• Available records:
((

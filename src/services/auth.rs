use std::future::{Ready, ready};

use actix_web::{FromRequest, HttpRequest, dev::Payload, web::Data};
use jsonwebtoken::{Algorithm, DecodingKey, Validation, decode};
use serde::{Deserialize, Serialize};
use uuid::Uuid;

use crate::config::Config;
use crate::error::AppError;

/// Bearer token claims. Tokens are issued elsewhere; this side only verifies them.
#[derive(Debug, Clone, Serialize, Deserialize)]
pub struct Claims {
    pub sub: Uuid, // user id
    pub account: String,
    pub exp: usize, // expiration time
}

impl Claims {
    pub fn user_id(&self) -> Uuid {
        self.sub
    }
}

pub fn verify_token(token: &str, secret: &str) -> Result<Claims, AppError> {
    decode::<Claims>(
        token,
        &DecodingKey::from_secret(secret.as_ref()),
        &Validation::new(Algorithm::HS256),
    )
    .map(|token_data| token_data.claims)
    .map_err(|e| {
        log::debug!("Rejected bearer token: {}", e);
        AppError::Unauthorized
    })
}

impl FromRequest for Claims {
    type Error = AppError;
    type Future = Ready<Result<Self, Self::Error>>;

    fn from_request(req: &HttpRequest, _payload: &mut Payload) -> Self::Future {
        let token = req
            .headers()
            .get("Authorization")
            .and_then(|header| header.to_str().ok())
            .and_then(|header| header.strip_prefix("Bearer "));

        let result = match (token, req.app_data::<Data<Config>>()) {
            (Some(token), Some(config)) => verify_token(token, &config.jwt_secret),
            _ => Err(AppError::Unauthorized),
        };

        ready(result)
    }
}
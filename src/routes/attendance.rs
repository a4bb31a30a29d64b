use actix_web::web;

use crate::handlers::attendance;

pub fn configure(cfg: &mut web::ServiceConfig) {
    cfg.service(web::scope("/attendance").route("", web::get().to(attendance::get_attendance)));
}
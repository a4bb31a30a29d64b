use chrono::{NaiveDate, NaiveDateTime, Utc};
use sqlx::SqliteConnection;
use uuid::Uuid;

use crate::database::models::{Punch, Record};

const RECORD_COLUMNS: &str = r#"
    id,
    user_id,
    date,
    clockin,
    clockin_device_id,
    clockin_apply_id,
    stepout,
    stepout_device_id,
    stepout_apply_id,
    reenter,
    reenter_device_id,
    reenter_apply_id,
    clockout,
    clockout_device_id,
    clockout_apply_id,
    created_at,
    updated_at
"#;

/// Whether the user has a clock-in on record for `date`.
pub async fn has_clockin(
    conn: &mut SqliteConnection,
    user_id: Uuid,
    date: NaiveDate,
) -> Result<bool, sqlx::Error> {
    let clockin = sqlx::query_scalar::<_, Option<NaiveDateTime>>(
        "SELECT clockin FROM records WHERE user_id = ? AND date = ?",
    )
    .bind(user_id)
    .bind(date)
    .fetch_optional(conn)
    .await?;

    Ok(clockin.flatten().is_some())
}

/// Write one punch slot of the `(user, date)` row, creating the row if needed.
/// Other slots are left as they are.
pub async fn upsert_punch(
    conn: &mut SqliteConnection,
    punch: &Punch,
    date: NaiveDate,
) -> Result<Record, sqlx::Error> {
    let (punch_col, device_col, apply_col) = punch.record_type.columns();
    let query = format!(
        r#"
            INSERT INTO
                records (
                    id, user_id, date, {punch_col}, {device_col}, {apply_col},
                    created_at, updated_at
                )
            VALUES
                (?, ?, ?, ?, ?, ?, ?, ?)
            ON CONFLICT (user_id, date) DO UPDATE SET
                {punch_col} = excluded.{punch_col},
                {device_col} = excluded.{device_col},
                {apply_col} = excluded.{apply_col},
                updated_at = excluded.updated_at
            RETURNING {RECORD_COLUMNS}
        "#
    );
    let now = Utc::now();

    sqlx::query_as::<_, Record>(&query)
        .bind(Uuid::new_v4())
        .bind(punch.user_id)
        .bind(date)
        .bind(punch.timestamp)
        .bind(punch.device_id)
        .bind(punch.apply_id)
        .bind(now)
        .bind(now)
        .fetch_one(conn)
        .await
}

pub async fn find_record(
    conn: &mut SqliteConnection,
    user_id: Uuid,
    date: NaiveDate,
) -> Result<Option<Record>, sqlx::Error> {
    let query = format!("SELECT {RECORD_COLUMNS} FROM records WHERE user_id = ? AND date = ?");

    sqlx::query_as::<_, Record>(&query)
        .bind(user_id)
        .bind(date)
        .fetch_optional(conn)
        .await
}

pub async fn records_in_range(
    conn: &mut SqliteConnection,
    user_id: Uuid,
    from: NaiveDate,
    to: NaiveDate,
) -> Result<Vec<Record>, sqlx::Error> {
    let query = format!(
        "SELECT {RECORD_COLUMNS} FROM records \
         WHERE user_id = ? AND date BETWEEN ? AND ? ORDER BY date"
    );

    sqlx::query_as::<_, Record>(&query)
        .bind(user_id)
        .bind(from)
        .bind(to)
        .fetch_all(conn)
        .await
}

/// Record type names known to the database, keyed by id.
pub async fn load_record_types(
    conn: &mut SqliteConnection,
) -> Result<Vec<(i64, String)>, sqlx::Error> {
    sqlx::query_as::<_, (i64, String)>("SELECT id, name FROM record_types ORDER BY id")
        .fetch_all(conn)
        .await
}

))

• Problem: Show every line above where "filename" is found.

• Response below:
filename src/services/auth.rs
filename src/routes/attendance.rs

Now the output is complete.